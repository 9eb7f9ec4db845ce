//! Tracker error types
//!
//! Every failure inside a run maps onto one of these kinds. A run catches
//! the error once at the top, records it in the `logs` table and stops.
//! Nothing is retried.

use std::time::Duration;

use thiserror::Error;

/// Error category for structured logging.
#[derive(Debug, Clone, Copy, PartialEq, Eq)]
pub enum ErrorCategory {
    /// No previous rank record exists for an app
    LookupError,
    /// The ranking table never rendered within the bounded wait
    ScrapeTimeout,
    /// Browser launch, navigation or evaluation failed
    ScrapeError,
    /// Extracted ranks were absent or non-numeric
    ValidationError,
    /// The posting API rejected or never received the post
    NotifyError,
    /// The history store rejected a read or write
    PersistenceError,
    /// Configuration file or environment misconfigured
    ConfigError,
}

impl ErrorCategory {
    /// Machine-readable code for logging
    pub fn as_str(&self) -> &'static str {
        match self {
            Self::LookupError => "LOOKUP_ERROR",
            Self::ScrapeTimeout => "SCRAPE_TIMEOUT",
            Self::ScrapeError => "SCRAPE_ERROR",
            Self::ValidationError => "VALIDATION_ERROR",
            Self::NotifyError => "NOTIFY_ERROR",
            Self::PersistenceError => "PERSISTENCE_ERROR",
            Self::ConfigError => "CONFIG_ERROR",
        }
    }
}

type BoxedSource = Box<dyn std::error::Error + Send + Sync>;

#[derive(Debug, Error)]
pub enum TrackerError {
    #[error("could not fetch most recent ranking for {app}")]
    Lookup { app: String },

    #[error("ranking table for {app} did not appear within {}s", .waited.as_secs())]
    ScrapeTimeout { app: String, waited: Duration },

    #[error("scrape error: {message}")]
    Scrape {
        message: String,
        #[source]
        source: Option<BoxedSource>,
    },

    #[error("retrieved invalid app rankings for {app}: {detail}")]
    Validation { app: String, detail: String },

    #[error("notify error: {message}")]
    Notify {
        message: String,
        #[source]
        source: Option<BoxedSource>,
    },

    #[error("persistence error: {message}")]
    Persistence {
        message: String,
        #[source]
        source: Option<BoxedSource>,
    },

    #[error("config error: {message}")]
    Config {
        message: String,
        #[source]
        source: Option<BoxedSource>,
    },
}

impl TrackerError {
    pub fn category(&self) -> ErrorCategory {
        match self {
            Self::Lookup { .. } => ErrorCategory::LookupError,
            Self::ScrapeTimeout { .. } => ErrorCategory::ScrapeTimeout,
            Self::Scrape { .. } => ErrorCategory::ScrapeError,
            Self::Validation { .. } => ErrorCategory::ValidationError,
            Self::Notify { .. } => ErrorCategory::NotifyError,
            Self::Persistence { .. } => ErrorCategory::PersistenceError,
            Self::Config { .. } => ErrorCategory::ConfigError,
        }
    }

    pub fn lookup(app: impl Into<String>) -> Self {
        Self::Lookup { app: app.into() }
    }

    pub fn scrape_timeout(app: impl Into<String>, waited: Duration) -> Self {
        Self::ScrapeTimeout {
            app: app.into(),
            waited,
        }
    }

    pub fn scrape_with_source(
        message: impl Into<String>,
        source: impl std::error::Error + Send + Sync + 'static,
    ) -> Self {
        Self::Scrape {
            message: message.into(),
            source: Some(Box::new(source)),
        }
    }

    pub fn scrape(message: impl Into<String>) -> Self {
        Self::Scrape {
            message: message.into(),
            source: None,
        }
    }

    pub fn validation(app: impl Into<String>, detail: impl Into<String>) -> Self {
        Self::Validation {
            app: app.into(),
            detail: detail.into(),
        }
    }

    pub fn notify(message: impl Into<String>) -> Self {
        Self::Notify {
            message: message.into(),
            source: None,
        }
    }

    pub fn notify_with_source(
        message: impl Into<String>,
        source: impl std::error::Error + Send + Sync + 'static,
    ) -> Self {
        Self::Notify {
            message: message.into(),
            source: Some(Box::new(source)),
        }
    }

    pub fn persistence_with_source(
        message: impl Into<String>,
        source: impl std::error::Error + Send + Sync + 'static,
    ) -> Self {
        Self::Persistence {
            message: message.into(),
            source: Some(Box::new(source)),
        }
    }

    pub fn config(message: impl Into<String>) -> Self {
        Self::Config {
            message: message.into(),
            source: None,
        }
    }

    pub fn config_with_source(
        message: impl Into<String>,
        source: impl std::error::Error + Send + Sync + 'static,
    ) -> Self {
        Self::Config {
            message: message.into(),
            source: Some(Box::new(source)),
        }
    }
}

/// Result type for tracker operations
pub type Result<T> = std::result::Result<T, TrackerError>;

#[cfg(test)]
mod tests {
    use super::*;
    use pretty_assertions::assert_eq;

    #[test]
    fn categories_have_stable_codes() {
        assert_eq!(
            TrackerError::lookup("Phantom").category().as_str(),
            "LOOKUP_ERROR"
        );
        assert_eq!(
            TrackerError::validation("Phantom", "x").category(),
            ErrorCategory::ValidationError
        );
        assert_eq!(
            TrackerError::notify("boom").category().as_str(),
            "NOTIFY_ERROR"
        );
    }

    #[test]
    fn timeout_message_names_app_and_wait() {
        let err = TrackerError::scrape_timeout("Coinbase Wallet", Duration::from_secs(30));
        assert_eq!(
            err.to_string(),
            "ranking table for Coinbase Wallet did not appear within 30s"
        );
    }
}
//! History store
//!
//! SQLite database holding two append-only tables:
//! - `appTracking`: one row per app per successful run
//! - `logs`: run start markers and caught run errors
//!
//! The store has no business logic of its own; the orchestrator decides
//! what gets written and when. Nothing here updates or deletes rows.

use std::path::Path;

use chrono::{DateTime, SecondsFormat, Utc};
use rusqlite::{Connection, OptionalExtension, Row, params};

use crate::errors::{Result, TrackerError};

/// Embedded schema SQL
const SCHEMA_SQL: &str = include_str!("../SCHEMA.sql");

/// Column width of `logs.message` and the other VARCHAR columns.
pub const MAX_TEXT_LEN: usize = 256;

/// A row from the `appTracking` table
#[derive(Debug, Clone, PartialEq, Eq)]
pub struct RankRecord {
    pub id: i64,
    pub app: String,
    pub date: DateTime<Utc>,
    pub category: String,
    pub all_rank: Option<u32>,
    pub specific_rank: Option<u32>,
}

/// Insert form of [`RankRecord`]
#[derive(Debug, Clone, PartialEq, Eq)]
pub struct NewRankRecord {
    pub app: String,
    pub date: DateTime<Utc>,
    pub category: String,
    pub all_rank: u32,
    pub specific_rank: u32,
}

/// Value of `logs.type`
#[derive(Debug, Clone, Copy, PartialEq, Eq)]
pub enum LogKind {
    /// Informational entry (run started)
    Log,
    /// A run failed
    Error,
}

impl LogKind {
    pub fn as_str(&self) -> &'static str {
        match self {
            Self::Log => "log",
            Self::Error => "error",
        }
    }

    pub fn parse(s: &str) -> Option<Self> {
        match s {
            "log" => Some(Self::Log),
            "error" => Some(Self::Error),
            _ => None,
        }
    }
}

/// A row from the `logs` table
#[derive(Debug, Clone, PartialEq, Eq)]
pub struct LogEntry {
    pub id: i64,
    /// Raw `type` column; see [`LogKind::parse`]
    pub kind: String,
    pub message: String,
    pub created_on: DateTime<Utc>,
}

/// Insert form of [`LogEntry`]
#[derive(Debug, Clone, PartialEq, Eq)]
pub struct NewLogEntry {
    pub kind: LogKind,
    pub message: String,
    pub created_on: DateTime<Utc>,
}

impl NewLogEntry {
    pub fn info(message: impl Into<String>, created_on: DateTime<Utc>) -> Self {
        Self {
            kind: LogKind::Log,
            message: message.into(),
            created_on,
        }
    }

    pub fn error(message: impl Into<String>, created_on: DateTime<Utc>) -> Self {
        Self {
            kind: LogKind::Error,
            message: message.into(),
            created_on,
        }
    }
}

/// Fixed-width UTC timestamp so text order matches time order.
fn encode_timestamp(ts: DateTime<Utc>) -> String {
    ts.to_rfc3339_opts(SecondsFormat::Micros, true)
}

fn decode_timestamp(idx: usize, raw: &str) -> rusqlite::Result<DateTime<Utc>> {
    DateTime::parse_from_rfc3339(raw)
        .map(|dt| dt.with_timezone(&Utc))
        .map_err(|e| {
            rusqlite::Error::FromSqlConversionFailure(idx, rusqlite::types::Type::Text, Box::new(e))
        })
}

fn decode_rank(idx: usize, raw: Option<i64>) -> rusqlite::Result<Option<u32>> {
    raw.map(|value| {
        u32::try_from(value).map_err(|e| {
            rusqlite::Error::FromSqlConversionFailure(
                idx,
                rusqlite::types::Type::Integer,
                Box::new(e),
            )
        })
    })
    .transpose()
}

/// Cut `text` down to the column width without splitting a character.
fn clamp_text(text: &str) -> &str {
    match text.char_indices().nth(MAX_TEXT_LEN) {
        Some((byte_idx, _)) => &text[..byte_idx],
        None => text,
    }
}

fn rank_record_from_row(row: &Row<'_>) -> rusqlite::Result<RankRecord> {
    let date: String = row.get(2)?;
    Ok(RankRecord {
        id: row.get(0)?,
        app: row.get(1)?,
        date: decode_timestamp(2, &date)?,
        category: row.get::<_, Option<String>>(3)?.unwrap_or_default(),
        all_rank: decode_rank(4, row.get(4)?)?,
        specific_rank: decode_rank(5, row.get(5)?)?,
    })
}

fn log_entry_from_row(row: &Row<'_>) -> rusqlite::Result<LogEntry> {
    let created_on: String = row.get(3)?;
    Ok(LogEntry {
        id: row.get(0)?,
        kind: row.get::<_, Option<String>>(1)?.unwrap_or_default(),
        message: row.get::<_, Option<String>>(2)?.unwrap_or_default(),
        created_on: decode_timestamp(3, &created_on)?,
    })
}

/// History store wrapper
pub struct HistoryStore {
    conn: Connection,
}

impl HistoryStore {
    /// Open (creating if needed) the database file at `path` and apply the schema
    pub fn open(path: &Path) -> Result<Self> {
        if let Some(parent) = path.parent()
            && !parent.as_os_str().is_empty()
        {
            std::fs::create_dir_all(parent).map_err(|e| {
                TrackerError::persistence_with_source(
                    format!("failed to create db directory: {}", parent.display()),
                    e,
                )
            })?;
        }

        let conn = Connection::open(path).map_err(|e| {
            TrackerError::persistence_with_source(
                format!("failed to open db at {}", path.display()),
                e,
            )
        })?;

        Self::apply_schema(&conn)?;
        tracing::debug!(path = %path.display(), "History store initialized");

        Ok(Self { conn })
    }

    /// Open an in-memory database (tests and dry runs)
    pub fn open_in_memory() -> Result<Self> {
        let conn = Connection::open_in_memory().map_err(|e| {
            TrackerError::persistence_with_source("failed to open in-memory db", e)
        })?;
        Self::apply_schema(&conn)?;
        Ok(Self { conn })
    }

    /// Open from a connection string: `sqlite::memory:`, `sqlite://<path>`,
    /// `sqlite:<path>` or a bare file path. URLs with any other scheme are
    /// rejected.
    pub fn from_database_url(url: &str) -> Result<Self> {
        let url = url.trim();
        if url.is_empty() {
            return Err(TrackerError::config("database url is empty"));
        }
        if let Some((scheme, _)) = url.split_once("://")
            && !scheme.eq_ignore_ascii_case("sqlite")
        {
            return Err(TrackerError::config(format!(
                "unsupported database url scheme {scheme:?}; expected sqlite:// or a file path"
            )));
        }
        if url == "sqlite::memory:" || url == ":memory:" {
            return Self::open_in_memory();
        }
        let path = url
            .strip_prefix("sqlite://")
            .or_else(|| url.strip_prefix("sqlite:"))
            .unwrap_or(url);
        Self::open(Path::new(path))
    }

    fn apply_schema(conn: &Connection) -> Result<()> {
        conn.execute_batch(SCHEMA_SQL)
            .map_err(|e| TrackerError::persistence_with_source("failed to apply schema", e))?;
        Ok(())
    }

    // ─────────────────────────────────────────────────────────────────────────────
    // appTracking
    // ─────────────────────────────────────────────────────────────────────────────

    /// Latest record for `app`: greatest date, then greatest id.
    pub fn most_recent_rank(&self, app: &str) -> Result<Option<RankRecord>> {
        self.conn
            .query_row(
                r#"
                SELECT id, app, date, category, allRank, specificRank
                FROM appTracking
                WHERE app = ?1
                ORDER BY date DESC, id DESC
                LIMIT 1
                "#,
                params![app],
                rank_record_from_row,
            )
            .optional()
            .map_err(|e| TrackerError::persistence_with_source("failed to fetch most recent rank", e))
    }

    /// Append a rank record. Returns the new row id.
    pub fn insert_rank_record(&self, record: &NewRankRecord) -> Result<i64> {
        self.conn
            .execute(
                r#"
                INSERT INTO appTracking (app, date, category, allRank, specificRank)
                VALUES (?1, ?2, ?3, ?4, ?5)
                "#,
                params![
                    clamp_text(&record.app),
                    encode_timestamp(record.date),
                    clamp_text(&record.category),
                    record.all_rank,
                    record.specific_rank,
                ],
            )
            .map_err(|e| TrackerError::persistence_with_source("failed to insert rank record", e))?;
        Ok(self.conn.last_insert_rowid())
    }

    /// Newest-first history for `app`.
    pub fn recent_ranks(&self, app: &str, limit: u32) -> Result<Vec<RankRecord>> {
        let mut stmt = self
            .conn
            .prepare(
                r#"
                SELECT id, app, date, category, allRank, specificRank
                FROM appTracking
                WHERE app = ?1
                ORDER BY date DESC, id DESC
                LIMIT ?2
                "#,
            )
            .map_err(|e| TrackerError::persistence_with_source("failed to prepare rank query", e))?;

        let rows = stmt
            .query_map(params![app, limit], rank_record_from_row)
            .map_err(|e| TrackerError::persistence_with_source("failed to query ranks", e))?;

        rows.collect::<rusqlite::Result<Vec<_>>>()
            .map_err(|e| TrackerError::persistence_with_source("failed to read rank row", e))
    }

    // ─────────────────────────────────────────────────────────────────────────────
    // logs
    // ─────────────────────────────────────────────────────────────────────────────

    /// Append a log entry. Messages longer than the column are truncated.
    pub fn insert_log_entry(&self, entry: &NewLogEntry) -> Result<i64> {
        self.conn
            .execute(
                "INSERT INTO logs (type, message, createdOn) VALUES (?1, ?2, ?3)",
                params![
                    entry.kind.as_str(),
                    clamp_text(&entry.message),
                    encode_timestamp(entry.created_on),
                ],
            )
            .map_err(|e| TrackerError::persistence_with_source("failed to insert log entry", e))?;
        Ok(self.conn.last_insert_rowid())
    }

    /// Newest-first log entries.
    pub fn recent_logs(&self, limit: u32) -> Result<Vec<LogEntry>> {
        let mut stmt = self
            .conn
            .prepare(
                r#"
                SELECT id, type, message, createdOn
                FROM logs
                ORDER BY createdOn DESC, id DESC
                LIMIT ?1
                "#,
            )
            .map_err(|e| TrackerError::persistence_with_source("failed to prepare log query", e))?;

        let rows = stmt
            .query_map(params![limit], log_entry_from_row)
            .map_err(|e| TrackerError::persistence_with_source("failed to query logs", e))?;

        rows.collect::<rusqlite::Result<Vec<_>>>()
            .map_err(|e| TrackerError::persistence_with_source("failed to read log row", e))
    }

    /// Total rows in `appTracking`
    pub fn rank_count(&self) -> Result<u64> {
        self.count("SELECT COUNT(*) FROM appTracking")
    }

    /// Total rows in `logs`
    pub fn log_count(&self) -> Result<u64> {
        self.count("SELECT COUNT(*) FROM logs")
    }

    fn count(&self, sql: &str) -> Result<u64> {
        let count: i64 = self
            .conn
            .query_row(sql, [], |row| row.get(0))
            .map_err(|e| TrackerError::persistence_with_source("failed to count rows", e))?;
        Ok(u64::try_from(count).unwrap_or(0))
    }
}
--- --- ---
TASK TO COMPLETE: Determine how many lines above contain the string "never". Give only that number.

ANSWER AREA: 2